I didn't tell anyone… who'd have believed me? He had turned the other teachers against me, and slowly I switched off, stopped trying. I felt hopeless all the time, worthless, just like he said I was. I left at sixteen with poor GCSE grades and started a course at 6th form college. I stopped feeling scared… started to try hard at my work again. My grades improved and it felt like a weight was lifted off my shoulders. I'm studying for A levels now, exams he told me I'd never be able to take.

Last week, I bumped into a friends' big brother. He asked how I was getting on and I told him I was loving college, that school had been a nightmare. He told me that Mr Cole had bullied a boy in his year, too, and made his life a misery, just as he had for me. Everyone knew it, but nobody spoke out. It made me think… who will be next? I've written a letter to the Head Teacher setting out what happened to me. I don't know if they'll believe me, even now, but I have to try.

Names have been changed and pictures are posed by model.

Cathy says:
Sorcha's story is a perfect example of how bullying can destroy confidence and ruin lives… and it's especially scary to think that the bully can be a trusted teacher. Have YOU ever been picked on by a teacher? COMMENT BELOW to have your say...


  1. My friend was once bullied in primary school by our PE teacher. She said once when my friend was late that my friend was a worthless pighead. She had done nothing wrong, I found out that that teacher had been picking on other people my friend's religion. I think that's very wrong.
    And as for Sorcha, I think Mr. Cole is the worthless idiot. He really should be fired from teaching.

  2. Hiya Cathy, met you at southfields girl school on the 2nd of January 2015!
    Shannon Hudson.
    P.S. Love your Sweet Honey book at the moment.

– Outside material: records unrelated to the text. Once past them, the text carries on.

// SPDX-License-Identifier: MIT
// © 2025–2026 Christopher Liu

//! Bounded console buffer for interrupt contexts.
//!
//! The bus handler and the poll pass format their console lines into a [`LogBuffer`] while they
//! hold the puppet's critical section. The main loop then takes the buffer and writes it to the
//! blocking USART with interrupts enabled, so no console output ever runs with interrupts
//! masked.
//!
//! ```ignore
//! let pending = critical_section::with(|cs| {
//!     let mut log = LOG.borrow_ref_mut(cs);
//!     puppet.poll(now, &mut *log);
//!     log.take()
//! });
//! pending.drain_into(&mut usart);
//! ```

use core::fmt;

use heapless::String;

/// Bytes of console text held between two drains.
pub const LOG_CAPACITY: usize = 512;

/// Written after the buffered text when lines were dropped for lack of space.
pub const TRUNCATED_MARKER: &str = "<log truncated>\r\n";

pub struct LogBuffer<const N: usize = LOG_CAPACITY> {
    text: String<N>,
    /// Set once a write did not fit; later writes are dropped until the next take
    truncated: bool,
}

impl<const N: usize> LogBuffer<N> {
    pub const fn new() -> Self {
        Self {
            text: String::new(),
            truncated: false,
        }
    }

    #[inline]
    pub fn is_empty(&self) -> bool {
        self.text.is_empty() && !self.truncated
    }

    #[inline]
    pub fn as_str(&self) -> &str {
        &self.text
    }

    #[inline]
    pub fn is_truncated(&self) -> bool {
        self.truncated
    }

    /// Move the buffered text out, leaving this buffer empty.
    pub fn take(&mut self) -> Self {
        core::mem::replace(self, Self::new())
    }

    /// Write the buffered text to `out`, then the truncation marker if anything was dropped.
    pub fn drain_into<W: fmt::Write>(self, out: &mut W) {
        let _ = out.write_str(&self.text);
        if self.truncated {
            let _ = out.write_str(TRUNCATED_MARKER);
        }
    }
}

impl<const N: usize> Default for LogBuffer<N> {
    fn default() -> Self {
        Self::new()
    }
}

impl<const N: usize> fmt::Write for LogBuffer<N> {
    fn write_str(&mut self, s: &str) -> fmt::Result {
        if self.truncated || self.text.push_str(s).is_err() {
            self.truncated = true;
        }
        Ok(())
    }
}
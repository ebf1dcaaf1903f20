// SPDX-License-Identifier: MIT
// © 2025–2026 Christopher Liu

//! Register map of the FishProxy command bus.

use crate::control::ActuatorCommand;
use crate::mechanism::Mechanism;

// Write registers
pub const REG_MOUTH: u8 = 0x01;
pub const REG_CONTROL: u8 = 0x02;
pub const REG_TAIL: u8 = 0x03;
pub const REG_HEAD: u8 = 0x04;

// Read registers
pub const REG_MOUTH_STATUS: u8 = 0x50;
pub const REG_CONTROL_STATUS: u8 = 0x51;
pub const REG_TAIL_STATUS: u8 = 0x52;
pub const REG_HEAD_STATUS: u8 = 0x53;

// Actuator register values
pub const MOTOR_IDLE: u8 = 0x00;
pub const MOTOR_UP_REQUESTED: u8 = 0x01;
pub const MOTOR_UP: u8 = 0x02;
pub const MOTOR_DOWN_REQUESTED: u8 = 0x03;
pub const MOTOR_DOWN: u8 = 0x04;

// Control register values
pub const CONTROL_IDLE: u8 = 0x10;
pub const CONTROL_REQUESTED: u8 = 0x11;
pub const CONTROL_UNDER_CONTROL: u8 = 0x12;
pub const CONTROL_LEAVE: u8 = 0x13;

/// Write register addressing a mechanism.
pub fn actuator_register(mechanism: Mechanism) -> u8 {
    match mechanism {
        Mechanism::Head => REG_HEAD,
        Mechanism::Tail => REG_TAIL,
        Mechanism::Mouth => REG_MOUTH,
    }
}

/// Read register reporting a mechanism's status.
pub fn status_register(mechanism: Mechanism) -> u8 {
    match mechanism {
        Mechanism::Head => REG_HEAD_STATUS,
        Mechanism::Tail => REG_TAIL_STATUS,
        Mechanism::Mouth => REG_MOUTH_STATUS,
    }
}

/// A decoded write transaction.
#[derive(Debug, Clone, Copy, PartialEq)]
pub enum Command {
    AssumeControl,
    ReleaseControl,
    Actuate(Mechanism, ActuatorCommand),
}

impl Command {
    /// Decode a register/value pair. Unknown registers or values yield `None`.
    pub fn decode(register: u8, value: u8) -> Option<Self> {
        let mechanism = match register {
            REG_CONTROL => {
                return match value {
                    CONTROL_REQUESTED => Some(Command::AssumeControl),
                    CONTROL_LEAVE => Some(Command::ReleaseControl),
                    _ => None,
                };
            }
            REG_HEAD => Mechanism::Head,
            REG_TAIL => Mechanism::Tail,
            REG_MOUTH => Mechanism::Mouth,
            _ => return None,
        };
        ActuatorCommand::from_byte(value).map(|cmd| Command::Actuate(mechanism, cmd))
    }

    /// Encode as the `[register, value]` pair a bus controller writes.
    pub fn encode(self) -> [u8; 2] {
        match self {
            Command::AssumeControl => [REG_CONTROL, CONTROL_REQUESTED],
            Command::ReleaseControl => [REG_CONTROL, CONTROL_LEAVE],
            Command::Actuate(mechanism, cmd) => [actuator_register(mechanism), cmd.byte()],
        }
    }
}

/// A decoded read request.
#[derive(Debug, Clone, Copy, PartialEq)]
pub enum Query {
    ControlStatus,
    ActuatorStatus(Mechanism),
}

impl Query {
    pub fn decode(register: u8) -> Option<Self> {
        match register {
            REG_CONTROL_STATUS => Some(Query::ControlStatus),
            REG_HEAD_STATUS => Some(Query::ActuatorStatus(Mechanism::Head)),
            REG_TAIL_STATUS => Some(Query::ActuatorStatus(Mechanism::Tail)),
            REG_MOUTH_STATUS => Some(Query::ActuatorStatus(Mechanism::Mouth)),
            _ => None,
        }
    }

    pub fn register(self) -> u8 {
        match self {
            Query::ControlStatus => REG_CONTROL_STATUS,
            Query::ActuatorStatus(mechanism) => status_register(mechanism),
        }
    }
}

#[cfg(test)]
mod tests {
    use super::*;

    #[test]
    fn decodes_control_values() {
        assert_eq!(
            Command::decode(REG_CONTROL, CONTROL_REQUESTED),
            Some(Command::AssumeControl)
        );
        assert_eq!(
            Command::decode(REG_CONTROL, CONTROL_LEAVE),
            Some(Command::ReleaseControl)
        );
        // Status values are not commands.
        assert_eq!(Command::decode(REG_CONTROL, CONTROL_UNDER_CONTROL), None);
        assert_eq!(Command::decode(REG_CONTROL, CONTROL_IDLE), None);
    }

    #[test]
    fn decodes_actuator_registers() {
        assert_eq!(
            Command::decode(REG_HEAD, MOTOR_UP_REQUESTED),
            Some(Command::Actuate(Mechanism::Head, ActuatorCommand::Raise))
        );
        assert_eq!(
            Command::decode(REG_MOUTH, MOTOR_DOWN_REQUESTED),
            Some(Command::Actuate(Mechanism::Mouth, ActuatorCommand::Lower))
        );
        assert_eq!(Command::decode(REG_TAIL, MOTOR_UP), None);
        assert_eq!(Command::decode(0x7F, MOTOR_UP_REQUESTED), None);
    }

    #[test]
    fn status_registers_are_not_writable() {
        assert_eq!(Command::decode(REG_HEAD_STATUS, MOTOR_UP_REQUESTED), None);
        assert_eq!(Query::decode(REG_HEAD), None);
    }

    #[test]
    fn query_register_matches_decode() {
        for mech in Mechanism::ALL {
            let q = Query::ActuatorStatus(mech);
            assert_eq!(Query::decode(q.register()), Some(q));
        }
        assert_eq!(Query::decode(REG_CONTROL_STATUS), Some(Query::ControlStatus));
    }
}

  3. I wasn't treated in the best way by my science teacher a few times but I realised that I just had to ignore my teacher and be silent, and just get on with my work. I think Mr Cole was very horrible for doing that to Sorcha, I am totally on her side and think she should maybe report him to the school, or make a complaint. No one not even a teacher can treat Sorcha in that way.

    1. I don't understand why teachers like bullying their students? Is it fun to make people so miserable??? :(

  4. I was treated badly by a teacher when I was at my sixth form college. the other staff refused to take what I had reported seriously, even though he had used serious expletives and made me feel completely worthless. he made my anxiety and depression even worse, and made me develop an eating disorder.
    he made the last year at college unbearable, to the point where I considered dropping out as it would have had a been better for my health to do so. in the end, I stuck it out to the end and managed to take my A-level exams, but I didn't get the grades I needed to go to university.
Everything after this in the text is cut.